PBS News

Date: June 2016 |
Categories: Industry News

Print professionals appear split on the EU in/out referendum vote

Print professionals appear split on the EU in/out referendum vote, although the ‘in’ camp has the edge, an exclusive survey for Printweek has found.


The print industry is divided on Brexit

A survey, carried out in conjunction with print recruitment specialist Harrison Scott, quizzed managing directors and managers, sales and technical staff across England, Wales, Scotland and Northern Ireland.

The result? On 23 June, 52% will vote to stay in, while 48% will go for Brexit.

A more detailed breakdown of the circa-5,000 responses found wider disparities.

While staff at nearly all levels in England and Scotland want in, Wales and Northern Ireland are more divided.

Across England 60% of managing directors are pro-EU with 40% against, almost the same percentages as managers. But sales staff are divided 50-50, while 56% of technical staff will vote to remain and 44% to leave, according to the survey findings.

The biggest swing towards the out vote is among technical staff in Northern Ireland, of whom 64% want out against 36% to remain.

Technical staff in Scotland lean most heavily to the ‘in vote’ at 62%.

George Thompson, joint managing director of Harrison Scott, suggested a “good number” of print professionals were putting their personal beliefs aside and thinking of the industry’s future. “I spoke to numerous MDs and their rationale is based mostly on playing it safe, as in ‘it’s better the devil you know’ – a frequently used phrase by many of those voting to remain in,” he said.

In-voter Manchester Printers’ managing director Gavin Page said: “We import a lot of print from Europe. I feel it is important to stay in and keep prices and revenue streams consistent.

“Voting to come out I feel would put a lot of pressure on the British economy as a whole not just the print sector. I have spoken to my suppliers in Europe and they all agree we are better off staying in.”

Supalite director George Lawson, on the other hand, will vote to exit the EU. He said: “Whatever the short term consequences of coming out, we have to look at the long term effects, which can only be in favour of coming out.

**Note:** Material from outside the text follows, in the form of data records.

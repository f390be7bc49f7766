//! ORDER BY stage.

use crate::eval::{compare, CompiledExpression};
use crate::pipeline::{self, SolutionStream};
use rivulet_core::{Bindings, Term};
use std::cmp::Ordering;

/// One compiled comparator.
pub struct Comparator {
    pub compiled: CompiledExpression,
    pub descending: bool,
}

/// Sort the full sequence (an explicit buffer point) with a stable
/// sort over the SPARQL term order. Comparator evaluation errors rank
/// the solution as unbound.
pub fn order_by(source: SolutionStream, comparators: Vec<Comparator>) -> SolutionStream {
    pipeline::from_async(async move {
        let rows = pipeline::collect(source).await?;
        let mut keyed: Vec<(Vec<Option<Term>>, Bindings)> = rows
            .into_iter()
            .map(|mu| {
                let keys = comparators
                    .iter()
                    .map(|c| match (c.compiled)(&mu) {
                        Ok(Some(term)) if !term.is_unbound() => Some(term),
                        _ => None,
                    })
                    .collect();
                (keys, mu)
            })
            .collect();
        keyed.sort_by(|(a, _), (b, _)| {
            for (index, comparator) in comparators.iter().enumerate() {
                let ordering = compare::order_terms(a[index].as_ref(), b[index].as_ref());
                let ordering = if comparator.descending {
                    ordering.reverse()
                } else {
                    ordering
                };
                if ordering != Ordering::Equal {
                    return ordering;
                }
            }
            Ordering::Equal
        });
        Ok(pipeline::from_iter(
            keyed.into_iter().map(|(_, mu)| mu).collect::<Vec<_>>(),
        ))
    })
}

/// Convenience for tests and the plan builder.
pub fn comparator(compiled: CompiledExpression, descending: bool) -> Comparator {
    Comparator {
        compiled,
        descending,
    }
}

“Yes, I want us to be round the table making decisions on Britain’s future with 27 delegates, but not delegates from such countries as Cyprus, Latvia, Lithuania, Poland and Estonia making decisions on our behalf.”

One respondent who preferred to remain anonymous said: “My work is European, my colleagues are European and we can’t afford to be little Britain as the world has moved on!”

Thompson pointed out that similar survey carried out by Harrison Scott in the lead up to the Scottish referendum for independence in 2014 resulted in a more accurate prediction than the national polls – calling a 57% lead in favour of the union (national polls predicted an even split).

“Come the 23rd June, it will be interesting to see if the print industry accurately reflects the mood of the nation a second time round,” he said.